The incident reminds me of how important good pest control is to everyone’s health and well-being. It also gets me thinking about all the things necessary to doing a good job when it comes to fire ants.

I know this school district considered fire ant control important and took steps to control them, but a lot of factors go into controlling fire ants effectively on a football field, or in any sensitive site.  So I thought I would share some things that come to mind when I think about good fire ant control:

  • Know your fire ant insecticides.  Fire ant control insecticides include slow-acting baits (IGRs), faster-acting baits (spinosad, indoxacarb, hydramethylnon), slow-acting residual granulars (fipronil), faster-acting residual granulars (bifenthrin).  You also have a wide variety of products for mound treatments, most requiring water for activation. Each of these products has advantages and disadvantages.  Do you know them? If not, check with your state extension entomologist or a knowledgeable pesticide distributor.
  • Plan ahead.  Baits are less costly than most other treatments and fit in well with goal of using safer materials, especially at a school district.  But baits are slow, most requiring 1-2 months for peak control. Even non-bait, residual granular insecticides require time for control.  The popular Top Choice® granular insecticide (fipronil), requires 1-2 months to eliminate fire ant mounds in the treatment zone.

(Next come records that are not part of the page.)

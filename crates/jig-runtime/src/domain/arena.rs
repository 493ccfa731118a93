//! # Object Arena
//!
//! Owns every jig and code object known to the runtime, keyed by stable
//! integer ids. Two lookup tables map confirmed origins and confirmed
//! locations back to handles, so loading the same origin twice yields the
//! same handle and no two handles can report different locations for one
//! jig.

use crate::domain::class::MethodDef;
use crate::domain::entities::{CodeRecord, JigState};
use crate::domain::value_objects::{CodeId, Handle, JigId, Location};
use crate::errors::JigError;
use std::collections::{BTreeMap, HashMap};

/// Arena of jigs and code.
#[derive(Debug, Default)]
pub struct Arena {
    jigs: BTreeMap<JigId, JigState>,
    codes: BTreeMap<CodeId, CodeRecord>,
    next_jig: u32,
    next_code: u32,
    by_origin: HashMap<Location, Handle>,
    by_location: HashMap<Location, Handle>,
}

impl Arena {
    /// Empty arena.
    #[must_use]
    pub fn new() -> Self {
        Self::default()
    }

    // -------------------------------------------------------------------------
    // Jigs
    // -------------------------------------------------------------------------

    /// Reserves a jig id without inserting state.
    pub fn alloc_jig(&mut self) -> JigId {
        let id = JigId(self.next_jig);
        self.next_jig += 1;
        id
    }

    /// Inserts or replaces a jig's state and refreshes the indices.
    pub fn put_jig(&mut self, id: JigId, state: JigState) {
        if let Some(old) = self.jigs.get(&id) {
            let (origin, location) = (old.origin.clone(), old.location.clone());
            self.unindex(Handle::Jig(id), &origin, &location);
        }
        self.index(Handle::Jig(id), &state.origin, &state.location);
        self.jigs.insert(id, state);
    }

    /// Removes a jig entirely.
    pub fn remove_jig(&mut self, id: JigId) -> Option<JigState> {
        let state = self.jigs.remove(&id)?;
        self.unindex(Handle::Jig(id), &state.origin, &state.location);
        Some(state)
    }

    /// Jig state.
    pub fn jig(&self, id: JigId) -> Result<&JigState, JigError> {
        self.jigs
            .get(&id)
            .ok_or_else(|| JigError::UnknownObject(id.to_string()))
    }

    /// Mutable jig state. Callers must not change origin or location here;
    /// use [`Arena::relocate_jig`] so the indices stay consistent.
    pub fn jig_mut(&mut self, id: JigId) -> Result<&mut JigState, JigError> {
        self.jigs
            .get_mut(&id)
            .ok_or_else(|| JigError::UnknownObject(id.to_string()))
    }

    /// True if the jig exists.
    #[must_use]
    pub fn has_jig(&self, id: JigId) -> bool {
        self.jigs.contains_key(&id)
    }

    /// Moves a jig to a new origin and location.
    pub fn relocate_jig(
        &mut self,
        id: JigId,
        origin: Location,
        location: Location,
    ) -> Result<(), JigError> {
        let mut state = self.jig(id)?.clone();
        state.origin = origin;
        state.location = location;
        self.put_jig(id, state);
        Ok(())
    }

    // -------------------------------------------------------------------------
    // Code
    // -------------------------------------------------------------------------

    /// Reserves a code id without inserting a record.
    pub fn alloc_code(&mut self) -> CodeId {
        let id = CodeId(self.next_code);
        self.next_code += 1;
        id
    }

    /// Inserts or replaces a code record and refreshes the indices.
    pub fn put_code(&mut self, id: CodeId, record: CodeRecord) {
        if let Some(old) = self.codes.get(&id) {
            let (origin, location) = (old.origin.clone(), old.location.clone());
            self.unindex(Handle::Code(id), &origin, &location);
        }
        self.index(Handle::Code(id), &record.origin, &record.location);
        self.codes.insert(id, record);
    }

    /// Code record.
    pub fn code(&self, id: CodeId) -> Result<&CodeRecord, JigError> {
        self.codes
            .get(&id)
            .ok_or_else(|| JigError::UnknownObject(id.to_string()))
    }

    /// Moves code to its published location. Origin and location move together.
    pub fn relocate_code(&mut self, id: CodeId, location: Location) -> Result<(), JigError> {
        let mut record = self.code(id)?.clone();
        record.origin = location.clone();
        record.location = location;
        self.put_code(id, record);
        Ok(())
    }

    /// Current location of either kind of object.
    pub fn location_of(&self, handle: Handle) -> Result<Location, JigError> {
        Ok(match handle {
            Handle::Jig(id) => self.jig(id)?.location.clone(),
            Handle::Code(id) => self.code(id)?.location.clone(),
        })
    }

    // -------------------------------------------------------------------------
    // Indices
    // -------------------------------------------------------------------------

    /// Handle currently at a confirmed location.
    #[must_use]
    pub fn lookup_location(&self, location: &Location) -> Option<Handle> {
        self.by_location.get(location).copied()
    }

    /// Handle with a confirmed origin.
    #[must_use]
    pub fn lookup_origin(&self, origin: &Location) -> Option<Handle> {
        self.by_origin.get(origin).copied()
    }

    /// Claims a confirmed location for an object still being loaded, so that
    /// cyclic references resolve to it.
    pub fn reserve_location(&mut self, location: Location, handle: Handle) {
        self.by_location.insert(location, handle);
    }

    /// Drops a reservation made by [`Arena::reserve_location`].
    pub fn release_location(&mut self, location: &Location, handle: Handle) {
        if self.by_location.get(location) == Some(&handle) {
            self.by_location.remove(location);
        }
    }

    fn index(&mut self, handle: Handle, origin: &Location, location: &Location) {
        if origin.is_ledger() {
            self.by_origin.insert(origin.clone(), handle);
        }
        if location.is_ledger() {
            self.by_location.insert(location.clone(), handle);
        }
    }

    fn unindex(&mut self, handle: Handle, origin: &Location, location: &Location) {
        if self.by_origin.get(origin) == Some(&handle) {
            self.by_origin.remove(origin);
        }
        if self.by_location.get(location) == Some(&handle) {
            self.by_location.remove(location);
        }
    }

    // -------------------------------------------------------------------------
    // Type lineage
    // -------------------------------------------------------------------------

    /// The class followed by its ancestors.
    #[must_use]
    pub fn lineage(&self, class: CodeId) -> Vec<CodeId> {
        let mut out = Vec::new();
        let mut next = Some(class);
        while let Some(id) = next {
            if out.contains(&id) {
                break;
            }
            out.push(id);
            next = self.codes.get(&id).and_then(|c| c.parent);
        }
        out
    }

    /// True if either class is an ancestor-or-self of the other.
    #[must_use]
    pub fn same_lineage(&self, a: CodeId, b: CodeId) -> bool {
        self.lineage(a).contains(&b) || self.lineage(b).contains(&a)
    }

    /// Resolves a method along the parent chain.
    #[must_use]
    pub fn find_method(&self, class: CodeId, name: &str) -> Option<(CodeId, MethodDef)> {
        self.lineage(class).into_iter().find_map(|id| {
            let def = self.codes.get(&id)?.class.own_method(name)?;
            Some((id, def.clone()))
        })
    }

    /// True if any class in the lineage tags `field` private.
    #[must_use]
    pub fn is_private_field(&self, class: CodeId, field: &str) -> bool {
        self.lineage(class).into_iter().any(|id| {
            self.codes
                .get(&id)
                .is_some_and(|c| c.class.declares_private(field))
        })
    }

    /// Class name for messages.
    #[must_use]
    pub fn class_name(&self, class: CodeId) -> String {
        self.codes
            .get(&class)
            .map_or_else(|| class.to_string(), |c| c.name().to_string())
    }

    /// Every jig id, ascending.
    pub fn jig_ids(&self) -> impl Iterator<Item = JigId> + '_ {
        self.jigs.keys().copied()
    }
}

// =============================================================================
// TESTS
// =============================================================================

#[cfg(test)]
mod tests {
    use super::*;
    use crate::domain::class::ClassDef;
    use crate::domain::value::Value;
    use crate::domain::value_objects::Txid;
    use std::sync::Arc;

    fn record(class: ClassDef, parent: Option<CodeId>) -> CodeRecord {
        CodeRecord {
            class: Arc::new(class),
            parent,
            deps: BTreeMap::new(),
            props: BTreeMap::new(),
            origin: Location::Deploy(0),
            location: Location::Deploy(0),
            owner: "owner".to_string(),
        }
    }

    fn ledger(n: u8, vout: u32) -> Location {
        Location::ledger(Txid::new([n; 32]), vout)
    }

    #[test]
    fn test_lineage_and_dispatch() {
        let mut arena = Arena::new();
        let base = arena.alloc_code();
        arena.put_code(
            base,
            record(
                ClassDef::new("Base", "base")
                    .method("hello", |_, _| Ok(Value::from("base")))
                    .private_field("secret"),
                None,
            ),
        );
        let child = arena.alloc_code();
        arena.put_code(child, record(ClassDef::new("Child", "child").extends("Base"), Some(base)));
        let other = arena.alloc_code();
        arena.put_code(other, record(ClassDef::new("Other", "other"), None));

        assert_eq!(arena.lineage(child), vec![child, base]);
        assert!(arena.same_lineage(base, child));
        assert!(!arena.same_lineage(child, other));
        assert_eq!(arena.find_method(child, "hello").map(|(id, _)| id), Some(base));
        assert!(arena.is_private_field(child, "secret"));
        assert!(!arena.is_private_field(other, "secret"));
    }

    #[test]
    fn test_relocation_keeps_indices_consistent() {
        let mut arena = Arena::new();
        let id = arena.alloc_jig();
        let mut state = JigState::new(CodeId(0), "owner".to_string());
        state.origin = ledger(1, 1);
        state.location = ledger(1, 1);
        arena.put_jig(id, state);

        arena.relocate_jig(id, ledger(1, 1), ledger(2, 1)).unwrap();
        assert_eq!(arena.lookup_location(&ledger(2, 1)), Some(Handle::Jig(id)));
        assert_eq!(arena.lookup_location(&ledger(1, 1)), None);
        assert_eq!(arena.lookup_origin(&ledger(1, 1)), Some(Handle::Jig(id)));
    }

    #[test]
    fn test_unknown_jig() {
        let arena = Arena::new();
        assert!(matches!(arena.jig(JigId(7)), Err(JigError::UnknownObject(_))));
    }
}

These products are not designed to give good control two days before the first Friday night football game.
  • Know when and how to inspect a field for fire ants.  Fire ants are present in fields all year round, but they are most visible during cool weather, or just after a rain or heavy irrigation.  Inspecting the field at the wrong time could lead to a false sense of security regarding fire ant activity.  In some cases, especially during hot, dry weather, use of hot dog slices (possibly at night) can be the best way to measure fire ant activity.  Also, in the case of athletic fields it’s a good idea to do a final inspection just before a game or practice. Fire ant mounds can appear within just a few hours, especially after a rain.
  • Know how to apply insecticides accurately.  Fire ant baits require specialized equipment designed to put product out at very low rates (generally 1- 1.5 lbs/acre). For large areas a Herd GT-77 spreader is a standard application tool.  Spyker rotary spreaders, or handheld seed spreaders are good for smaller areas. All spreaders should be carefully calibrated to make sure the correct amount is going over the field.  Too much bait and you will overspend on product, too little and you might not get the desired control.  The same is even more true for the more expensive granular residual products.
  • Know when to apply.  Fire ant baits are most effective if applied when ants are actively foraging. When soil temperatures are above 95 degrees F, fire ants stop foraging and retreat deep in the soil.  Baits applied during midday will degrade and lose their attraction before the ants return to the surface at night, when temperatures have dropped.  This means that in the heat of summer fire ant baits should be applied later in the day, just before evening.  Baits are also not effective during the cooler season, so baits applied between October and April, say, may not give you satisfactory control.
  • With baits it’s also important to know the age of the product.  Fire ant baits don’t have an especially long shelf life. So buying fire ant bait when its on sale late in the season for the following year may not be the bargain you think it is.  Buy your bait just before you need it, and only as much as you need.  Saving bait, especially opened containers, from one season to the next, is not recommended. If you are unsure of the quality of a bait, find an active nest and sprinkle some around the base of the mound.  If the bait is fresh the ants should quickly (within 5-15 minutes) pick it up and carry it underground.
  • Don’t rely on just treating mounds to manage fire ant problems.  Mound treatments can effectively kill fire ant colonies, but they do a terrible job of managing fire ant populations in an account.  That’s because it is so difficult to find and treat fire ant mounds. A new fire ant colony may take 6 months to even produce a visible mound.  Broadcast residual treatments or broadcast applications of baits are much more effective because they treat all mounds, visible and invisible.  And they are generally less expensive than mound treatments.
  • Water, water, water. Water is a necessary part of treating individual mounds.  Without it you cannot effectively reach the lower parts of a fire ant nest.  One to two gallons of mixed insecticide, or 1-2 gallons of water to wash in a granular application, are mandatory for good control.  And don’t expect immediate control with all mound treatments.  Aerosols and liquid drenches are fastest, but allow at least an hour with these treatments to ensure that ants in a nest are neutralized.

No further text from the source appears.